* _Exercise_
What lines of the material hold the string "PayrollWithEmployee"? Pull each of them out.

* _Data shown_
mod config;
mod errors;
mod export;
mod layout;
mod rate_limit;
mod routes;
mod state;

use anyhow::Result;
use std::net::SocketAddr;
use tower_http::{cors::CorsLayer, trace::TraceLayer};
use tracing::info;
use tracing_subscriber::{layer::SubscriberExt, util::SubscriberInitExt, EnvFilter};

use crate::config::Config;
use crate::routes::build_router;
use crate::state::AppState;

#[tokio::main]
async fn main() -> Result<()> {
    // Load configuration first (fails on malformed env vars)
    let config = Config::from_env()?;

    // Initialize structured logging
    tracing_subscriber::registry()
        .with(EnvFilter::try_from_default_env().unwrap_or_else(|_| {
            EnvFilter::new(format!("{}={}", env!("CARGO_CRATE_NAME"), &config.rust_log))
        }))
        .with(tracing_subscriber::fmt::layer())
        .init();

    info!("Starting menu layout API v{}", env!("CARGO_PKG_VERSION"));

    // Load and validate templates, wire selector and rate limiter
    let state = AppState::new(config.clone())?;
    info!(
        "Template store ready: {} template(s), default '{}', max {} page(s)",
        state.templates.len(),
        config.default_template_id,
        config.max_pages
    );

    // Build router
    let app = build_router(state)
        .layer(TraceLayer::new_for_http())
        .layer(CorsLayer::permissive()); // TODO: restrict allowed origins once the editor frontend has a fixed host

    let addr: SocketAddr = format!("0.0.0.0:{}", config.port).parse()?;
    info!("Listening on {addr}");

    let listener = tokio::net::TcpListener::bind(addr).await?;
    axum::serve(listener, app).await?;

    Ok(())
}
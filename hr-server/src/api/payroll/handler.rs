//! Payroll API Handlers

use axum::{
    Extension, Json,
    extract::{Path, State},
    http::StatusCode,
};

use crate::auth::CurrentUser;
use crate::core::ServerState;
use crate::db::models::{Payroll, PayrollCreate, PayrollUpdate, PayrollWithEmployee};
use crate::db::repository::payroll::NewPayroll;
use crate::db::repository::{EmployeeRepository, PayrollRepository};
use crate::utils::time::parse_date;
use crate::utils::validation::validate_amount;
use crate::utils::{AppError, AppResult};

/// List all payroll records (employee display fields resolved)
pub async fn list(State(state): State<ServerState>) -> AppResult<Json<Vec<PayrollWithEmployee>>> {
    let repo = PayrollRepository::new(state.get_db());
    let payrolls = repo.find_all().await?;
    Ok(Json(payrolls))
}

/// Get the logged-in account's own payroll records
pub async fn my_payslips(
    State(state): State<ServerState>,
    Extension(user): Extension<CurrentUser>,
) -> AppResult<Json<Vec<Payroll>>> {
    let employees = EmployeeRepository::new(state.get_db());
    let profile = employees
        .find_by_account(&user.id)
        .await?
        .ok_or_else(|| AppError::not_found("Employee profile not found"))?;

    let employee_id = profile
        .id
        .ok_or_else(|| AppError::internal("Employee profile has no id"))?;

    let repo = PayrollRepository::new(state.get_db());
    let payrolls = repo.find_by_employee(&employee_id).await?;
    Ok(Json(payrolls))
}

/// Create a new payroll record
pub async fn create(
    State(state): State<ServerState>,
    Json(payload): Json<PayrollCreate>,
) -> AppResult<(StatusCode, Json<Payroll>)> {
    let mut missing = Vec::new();
    if payload.employee.is_none() {
        missing.push("employee");
    }
    if payload.period_start_date.is_none() {
        missing.push("periodStartDate");
    }
    if payload.period_end_date.is_none() {
        missing.push("periodEndDate");
    }
    if payload.gross_salary.is_none() {
        missing.push("grossSalary");
    }
    if !missing.is_empty() {
        return Err(AppError::validation(format!(
            "Please provide all required payroll fields: {}",
            missing.join(", ")
        )));
    }

    let employee = payload
        .employee
        .unwrap_or_default()
        .parse()
        .map_err(|_| AppError::validation("Invalid employee ID"))?;
    let period_start_date = parse_date(&payload.period_start_date.unwrap_or_default())?;
    let period_end_date = parse_date(&payload.period_end_date.unwrap_or_default())?;
    let gross_salary = payload.gross_salary.unwrap_or_default();
    let deductions = payload.deductions.unwrap_or(0.0);

    validate_amount(gross_salary, "grossSalary")?;
    validate_amount(deductions, "deductions")?;

    let repo = PayrollRepository::new(state.get_db());
    let payroll = repo
        .create(NewPayroll {
            employee,
            period_start_date,
            period_end_date,
            gross_salary,
            deductions,
        })
        .await?;

    Ok((StatusCode::CREATED, Json(payroll)))
}

/// Update a payroll record (net salary recomputed server-side)
pub async fn update(
    State(state): State<ServerState>,
    Path(id): Path<String>,
    Json(payload): Json<PayrollUpdate>,
) -> AppResult<Json<Payroll>> {
    if let Some(gross) = payload.gross_salary {
        validate_amount(gross, "grossSalary")?;
    }
    if let Some(deductions) = payload.deductions {
        validate_amount(deductions, "deductions")?;
    }

    let repo = PayrollRepository::new(state.get_db());
    let payroll = repo.update(&id, payload).await?;
    Ok(Json(payroll))
}
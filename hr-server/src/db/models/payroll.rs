//! Payroll Model

use chrono::NaiveDate;
use serde::{Deserialize, Serialize};
use shared::PayrollStatus;
use surrealdb::RecordId;

use super::serde_helpers;
use super::EmployeeBrief;

/// Payroll record for one pay period
///
/// 不变式：落库时 `netSalary == grossSalary - deductions` 恒成立
/// (创建和任一字段更新后都会重算)。
#[derive(Debug, Clone, Serialize, Deserialize)]
#[serde(rename_all = "camelCase")]
pub struct Payroll {
    #[serde(default, with = "serde_helpers::option_record_id")]
    pub id: Option<RecordId>,
    #[serde(with = "serde_helpers::record_id")]
    pub employee: RecordId,
    pub period_start_date: NaiveDate,
    pub period_end_date: NaiveDate,
    pub gross_salary: f64,
    pub deductions: f64,
    pub net_salary: f64,
    #[serde(default)]
    pub status: PayrollStatus,
    #[serde(default)]
    pub created_at: i64,
    #[serde(default)]
    pub updated_at: i64,
}

/// Payroll record with employee display fields resolved
#[derive(Debug, Clone, Serialize, Deserialize)]
#[serde(rename_all = "camelCase")]
pub struct PayrollWithEmployee {
    #[serde(default, with = "serde_helpers::option_record_id")]
    pub id: Option<RecordId>,
    pub employee: EmployeeBrief,
    pub period_start_date: NaiveDate,
    pub period_end_date: NaiveDate,
    pub gross_salary: f64,
    pub deductions: f64,
    pub net_salary: f64,
    #[serde(default)]
    pub status: PayrollStatus,
    #[serde(default)]
    pub created_at: i64,
    #[serde(default)]
    pub updated_at: i64,
}

/// Create payroll payload
#[derive(Debug, Clone, Deserialize)]
#[serde(rename_all = "camelCase")]
pub struct PayrollCreate {
    pub employee: Option<String>,
    pub period_start_date: Option<String>,
    pub period_end_date: Option<String>,
    pub gross_salary: Option<f64>,
    pub deductions: Option<f64>,
}

/// Update payroll payload (partial; net salary recomputed server-side)
#[derive(Debug, Clone, Default, Deserialize)]
#[serde(rename_all = "camelCase")]
pub struct PayrollUpdate {
    pub gross_salary: Option<f64>,
    pub deductions: Option<f64>,
    pub status: Option<PayrollStatus>,
}
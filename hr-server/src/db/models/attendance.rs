//! Attendance Model

use chrono::NaiveDate;
use serde::{Deserialize, Serialize};
use shared::AttendanceStatus;
use surrealdb::RecordId;

use super::serde_helpers;
use super::EmployeeBrief;

/// Attendance record for one employee on one calendar day
///
/// 不变式：每个员工每个日历日至多一条记录
/// (存储层唯一索引 + 创建路径同日预检查双重保障)。
#[derive(Debug, Clone, Serialize, Deserialize)]
#[serde(rename_all = "camelCase")]
pub struct Attendance {
    #[serde(default, with = "serde_helpers::option_record_id")]
    pub id: Option<RecordId>,
    #[serde(with = "serde_helpers::record_id")]
    pub employee: RecordId,
    /// 日粒度日期 (YYYY-MM-DD)
    pub date: NaiveDate,
    pub status: AttendanceStatus,
    #[serde(skip_serializing_if = "Option::is_none")]
    pub check_in: Option<i64>,
    #[serde(skip_serializing_if = "Option::is_none")]
    pub check_out: Option<i64>,
    #[serde(default)]
    pub created_at: i64,
}

/// Attendance record with employee display fields resolved
#[derive(Debug, Clone, Serialize, Deserialize)]
#[serde(rename_all = "camelCase")]
pub struct AttendanceWithEmployee {
    #[serde(default, with = "serde_helpers::option_record_id")]
    pub id: Option<RecordId>,
    pub employee: EmployeeBrief,
    pub date: NaiveDate,
    pub status: AttendanceStatus,
    #[serde(skip_serializing_if = "Option::is_none")]
    pub check_in: Option<i64>,
    #[serde(skip_serializing_if = "Option::is_none")]
    pub check_out: Option<i64>,
    #[serde(default)]
    pub created_at: i64,
}

/// Mark attendance payload
#[derive(Debug, Clone, Deserialize)]
#[serde(rename_all = "camelCase")]
pub struct AttendanceCreate {
    pub employee: Option<String>,
    pub date: Option<String>,
    pub status: Option<AttendanceStatus>,
    /// 缺省为当前时间
    pub check_in: Option<i64>,
}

* _The answer_
use crate::db::models::{Payroll, PayrollCreate, PayrollUpdate, PayrollWithEmployee};
pub async fn list(State(state): State<ServerState>) -> AppResult<Json<Vec<PayrollWithEmployee>>> {
pub struct PayrollWithEmployee {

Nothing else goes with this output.